PEDIATRICS Vol. 118 No. 6 December 2006, pp. e1896-e1899 (doi:10.1542/peds.2006-0833)
EXPERIENCE & REASON |
Sequential Liver and Bone Marrow Transplantation for Treatment of Erythropoietic Protoporphyria
a Divisions of Gastroenterology
b Oncology, Department of Pediatrics
e Division of Transplantation, Department of Surgery
d Department of Pathology, University of Pennsylvania, Children's Hospital of Philadelphia, Philadelphia, Pennsylvania
c Division of Gastroenterology, Department of Pediatrics, Geisinger Medical Center, Danville, Pennsylvania
f Division of Gastroenterology, Department of Medicine, University of Alabama, Tuscaloosa, Alabama
ABSTRACT
Erythropoietic protoporphyria is a disorder of heme synthesis in which deficient ferrochelatase activity leads to excess production and biliary excretion of protoporphyrin. The main clinical features, photosensitivity and hepatobiliary disease that may progress to liver failure, are caused by the toxicity of protoporphyrin. Liver transplantation has been used to treat liver failure in erythropoietic protoporphyria, but excess production of protoporphyrin by the bone marrow continues causing recurrence of liver disease in the majority of patients. This is the first report of successful sequential liver and bone marrow transplantation in a patient with liver failure as a result of erythropoietic protoporphyria. This combination corrected the severe phenotype, resolving the severe photosensitivity and halting erythropoietic protoporphyria associated liver graft injury. Splenectomy seemed to facilitate the successful bone marrow transplant.
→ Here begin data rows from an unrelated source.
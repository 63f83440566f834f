use std::sync::Arc;

pub mod interface_collector;
pub mod mac_collector;
pub mod types;

pub use types::{DeviceSnapshot, InterfaceTable, MacTable};

use crate::config::OidTables;
use crate::error::PollError;
use crate::models::{Device, System};
use crate::snmp::SnmpConnector;

use interface_collector::InterfaceCollector;
use mac_collector::MacCollector;

/// Коллектор для сбора SNMP данных с одного устройства
#[derive(Clone)]
pub struct SnmpCollector {
    connector: Arc<dyn SnmpConnector>,
    tables: Arc<OidTables>,
}

impl SnmpCollector {
    pub fn new(connector: Arc<dyn SnmpConnector>, tables: Arc<OidTables>) -> Self {
        Self { connector, tables }
    }

    /// Опрашивает сохранённое устройство
    pub async fn collect_device(&self, device: &Device) -> Result<DeviceSnapshot, PollError> {
        self.collect(&device.snmp_target(), &device.community, device.system)
            .await
    }

    /// Открывает сессию и делает оба обхода.
    ///
    /// Если любой walk упал, снимок не возвращается вовсе: частичные данные
    /// не должны попасть в базу.
    pub async fn collect(
        &self,
        target: &str,
        community: &str,
        system: System,
    ) -> Result<DeviceSnapshot, PollError> {
        let mut session = self
            .connector
            .connect(target, community)
            .await
            .map_err(|e| PollError::transport(target, e))?;

        let interfaces = InterfaceCollector::collect(session.as_mut(), &self.tables)
            .await
            .map_err(|e| PollError::transport(target, e))?;

        let rows = MacCollector::walk(session.as_mut(), system)
            .await
            .map_err(|e| PollError::transport(target, e))?;
        let macs = MacCollector::decode(&rows, system);

        if interfaces.skipped > 0 || macs.skipped > 0 {
            tracing::warn!(
                device = %target,
                interface_rows = interfaces.skipped,
                mac_rows = macs.skipped,
                "часть строк пропущена при декодировании"
            );
        }

        Ok(DeviceSnapshot { interfaces, macs })
    }
}

#[cfg(test)]
mod tests {
    use super::*;
    use crate::snmp::SnmpValue;
    use crate::snmp::oid::{IF_DESCR, IF_OPER_STATUS, IF_TYPE, MAC_TABLE_BRIDGE};
    use crate::snmp::testing::{FakeAgent, FakeConnector};

    fn collector(connector: Arc<FakeConnector>) -> SnmpCollector {
        SnmpCollector::new(connector, Arc::new(OidTables::default()))
    }

    #[tokio::test]
    async fn test_collect_end_to_end() {
        let connector = Arc::new(FakeConnector::new());
        connector.set_agent(
            "10.0.0.1:161",
            FakeAgent::new()
                .row(IF_DESCR, "3", SnmpValue::Text("GigabitEthernet0/9".to_string()))
                .row(IF_TYPE, "3", SnmpValue::Integer(6))
                .row(IF_OPER_STATUS, "3", SnmpValue::Integer(1))
                .row(MAC_TABLE_BRIDGE, "0.1.2.3.4.5", SnmpValue::Integer(7)),
        );

        let snapshot = collector(connector)
            .collect("10.0.0.1:161", "public", System::Generic)
            .await
            .unwrap();

        assert_eq!(
            snapshot.interfaces.descriptions.get(&3).map(String::as_str),
            Some("GigabitEthernet0/9")
        );
        assert_eq!(
            snapshot.interfaces.statuses.get(&3).map(String::as_str),
            Some("UP")
        );
        assert_eq!(
            snapshot.interfaces.types.get(&3).map(String::as_str),
            Some("ethernetCsmacd")
        );
        assert_eq!(snapshot.macs.entries.len(), 1);
        assert_eq!(snapshot.macs.entries[0].port_index, 7);
        assert_eq!(snapshot.macs.entries[0].vlan, 0);
        assert_eq!(snapshot.macs.entries[0].mac, "00:01:02:03:04:05");
    }

    #[tokio::test]
    async fn test_collect_connect_failure() {
        let connector = Arc::new(FakeConnector::new());
        let err = collector(connector)
            .collect("10.0.0.9:161", "public", System::Generic)
            .await
            .unwrap_err();
        assert!(matches!(err, PollError::Transport { .. }));
    }

    #[tokio::test]
    async fn test_collect_mac_walk_failure_returns_nothing() {
        let connector = Arc::new(FakeConnector::new());
        connector.set_agent(
            "10.0.0.1:161",
            FakeAgent::new()
                .row(IF_DESCR, "1", SnmpValue::Text("Port 1".to_string()))
                .fail(MAC_TABLE_BRIDGE),
        );

        let result = collector(connector)
            .collect("10.0.0.1:161", "public", System::Generic)
            .await;
        assert!(matches!(result, Err(PollError::Transport { .. })));
    }
}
Key Words: liver transplantation bone marrow transplantation porphyria
Abbreviations: EPP, erythropoietic protoporphyria FECH, ferrochelatase OLT, orthotopic liver transplantation ERCP, endoscopic retrograde cholangiopancreatography HSC, hematopoietic stem cells
Erythropoietic protoporphyria (EPP) is a disorder of heme synthesis in which deficiency of the mitochondrial enzyme ferrochelatase (FECH) results in overproduction and accumulation of protoporphyrin.1 Approximately 85% of heme synthesis takes place in the erythroid precursors of the bone marrow. The remainder takes place mainly in the liver, where heme is integral to cytochrome P-450 and other hepatic hemoproteins. The defining clinical characteristic of EPP is photosensitivity caused by the photoactive protoporphyrin in skin. Hepatic involvement is less common but is also mediated by protoporphyrin,1,2 a poorly water-soluble compound excreted exclusively in bile. Excess protoporphyrin seems to cause direct hepatocellular and biliary damage,3,4 yet hepatic uptake of protoporphyrin continues despite impaired secretion into bile. This ultimately results in high concentrations of protoporphyrin within hepatocytes, producing crystalline deposits and additional cell injury. Altered bile composition in a mouse model of EPP has been proposed as a mechanism of biliary fibrosis.5 A molecular study of gene expression in hepatic explants from individuals with EPP demonstrated altered expression of bile salt/organic anion transporters, further suggesting that cholestasis is important in the pathogenesis of liver disease caused by EPP.1
Management of photosensitivity in EPP includes protection from sunlight and oral ß-carotene therapy.6 Affected individuals who develop superimposed acute and/or chronic liver failure characterized by coagulopathy and cholestasis (in addition to the intermittent symptoms of porphyria decompensation) have been managed by hematin infusions with or without plasmapheresis.79 Hemin acts to reduce protoporphyrin production via feedback inhibition of
-aminolevulinic acid synthase, the enzyme catalyzing the first committed step in erythroid heme synthesis (the major site of production) and the rate-limiting step in hepatic synthesis. In addition to direct feedback inhibition, hematin is thought to decrease both the synthesis and intracellular movement of aminolevulinic acid synthase. Although useful for acute skin and painful EPP crises by reducing protoporphyrin levels and symptoms, this intravenous therapy is difficult for long-term management and does not seem to prevent ultimate liver failure.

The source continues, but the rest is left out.